The SEC stated that although the company was aware that employee retention was a significant risk in their business, they did not implement sufficient measures to handle workplace misconduct complaints across their business units from 2018 to 2021.
According to Jason Burt, head of SEC’s Denver office, Activision Blizzard neglected to establish the required controls for collecting and examining employee complaints about workplace misconduct. This caused the company to be unable to determine if there were larger issues that should have been disclosed to investors.
The company, which created the popular “Call of Duty” game, also allegedly instructed employees from 2016 to 2021 to inform the company if the SEC sought information from them, a violation of whistleblower protection regulations.
Although Activision Blizzard did not admit or deny the SEC’s allegations, the company stated in a statement that they were “pleased to have amicably resolved this matter” and had improved their workplace reporting procedures and language in contracts.
The SEC noted that the company made improvements to the way complaints were gathered and communicated to senior managers from May 2020 to May 2022.

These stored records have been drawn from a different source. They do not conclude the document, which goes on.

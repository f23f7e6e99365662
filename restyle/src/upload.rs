//! Durable upload of the normalized source image.

use std::time::Duration;

use anyhow::Context;
use async_trait::async_trait;

use crate::error::JobError;
use crate::version::RESTYLE_VERSION;

#[async_trait]
pub trait ObjectStore: Send + Sync {
    /// Store `bytes` and return a URL the predictor can fetch.
    async fn upload(&self, bytes: Vec<u8>, content_type: &str) -> Result<String, JobError>;
}

#[derive(Debug, Clone)]
pub struct UploadConfig {
    /// Base URL objects are `PUT` under.
    pub endpoint: String,
    /// Base URL objects are publicly readable under.
    pub public_base_url: String,
    pub token: Option<String>,
    pub key_prefix: String,
}

impl UploadConfig {
    pub fn new(endpoint: impl Into<String>) -> Self {
        let endpoint = endpoint.into();
        Self {
            public_base_url: endpoint.clone(),
            endpoint,
            token: None,
            key_prefix: "restyle".to_string(),
        }
    }
}

/// Object store speaking plain HTTP `PUT` (S3-compatible gateways, R2 and
/// friends behind a presigning proxy).
pub struct HttpObjectStore {
    endpoint: String,
    public_base_url: String,
    key_prefix: String,
    client: reqwest::Client,
}

impl HttpObjectStore {
    pub fn new(config: UploadConfig) -> anyhow::Result<Self> {
        let mut headers = reqwest::header::HeaderMap::new();

        if let Some(ref token) = config.token {
            let value = reqwest::header::HeaderValue::from_str(&format!("Bearer {}", token))
                .context("upload token is not a valid header value")?;
            headers.insert(reqwest::header::AUTHORIZATION, value);
        }

        let user_agent = format!("restyle/{}", RESTYLE_VERSION);
        if let Ok(value) = reqwest::header::HeaderValue::from_str(&user_agent) {
            headers.insert(reqwest::header::USER_AGENT, value);
        }

        let client = reqwest::Client::builder()
            .default_headers(headers)
            .timeout(Duration::from_secs(60))
            .build()
            .context("failed to create upload HTTP client")?;

        Ok(Self {
            endpoint: config.endpoint.trim_end_matches('/').to_string(),
            public_base_url: config.public_base_url.trim_end_matches('/').to_string(),
            key_prefix: config.key_prefix.trim_matches('/').to_string(),
            client,
        })
    }

    fn object_key(&self, content_type: &str) -> String {
        let name = format!("{}.{}", uuid::Uuid::new_v4(), extension_for(content_type));
        if self.key_prefix.is_empty() {
            name
        } else {
            format!("{}/{}", self.key_prefix, name)
        }
    }
}

#[async_trait]
impl ObjectStore for HttpObjectStore {
    async fn upload(&self, bytes: Vec<u8>, content_type: &str) -> Result<String, JobError> {
        let key = self.object_key(content_type);
        let size = bytes.len();

        let response = self
            .client
            .put(format!("{}/{}", self.endpoint, key))
            .header(reqwest::header::CONTENT_TYPE, content_type)
            .body(bytes)
            .send()
            .await
            .map_err(|e| JobError::UpstreamIo(format!("Upload request failed: {}", e)))?;

        let status = response.status();
        if !status.is_success() {
            let body = response.text().await.unwrap_or_default();
            return Err(JobError::UpstreamIo(format!(
                "Upload rejected with HTTP {}: {}",
                status.as_u16(),
                body
            )));
        }

        let url = format!("{}/{}", self.public_base_url, key);
        tracing::debug!(%url, size, "Uploaded source image");
        Ok(url)
    }
}

fn extension_for(content_type: &str) -> &'static str {
    match content_type {
        "image/png" => "png",
        "image/jpeg" => "jpg",
        "image/webp" => "webp",
        _ => "bin",
    }
}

A California-based firm, with its headquarters in Santa Monica, reached a resolution with the U.S. Equal Employment Opportunity Commission over a lawsuit alleging sex discrimination on a large scale.
To tackle the accusations of sexual harassment and other forms of misconduct, the company terminated several employees. The board stated that there was no proof to support the claim that senior executives purposely overlooked and attempted to minimize these issues.
Microsoft Corporation, the maker of Xbox, attempted to purchase Activision Blizzard for $69 billion, but the Federal Trade Commission requested the transaction to be blocked by a judge in December. The deal is also being evaluated by the European Union authorities.
Due to a widespread sell-off on Wall Street, the shares of Activision Blizzard decreased by 1.8% by 12:35 PM Eastern Standard Time.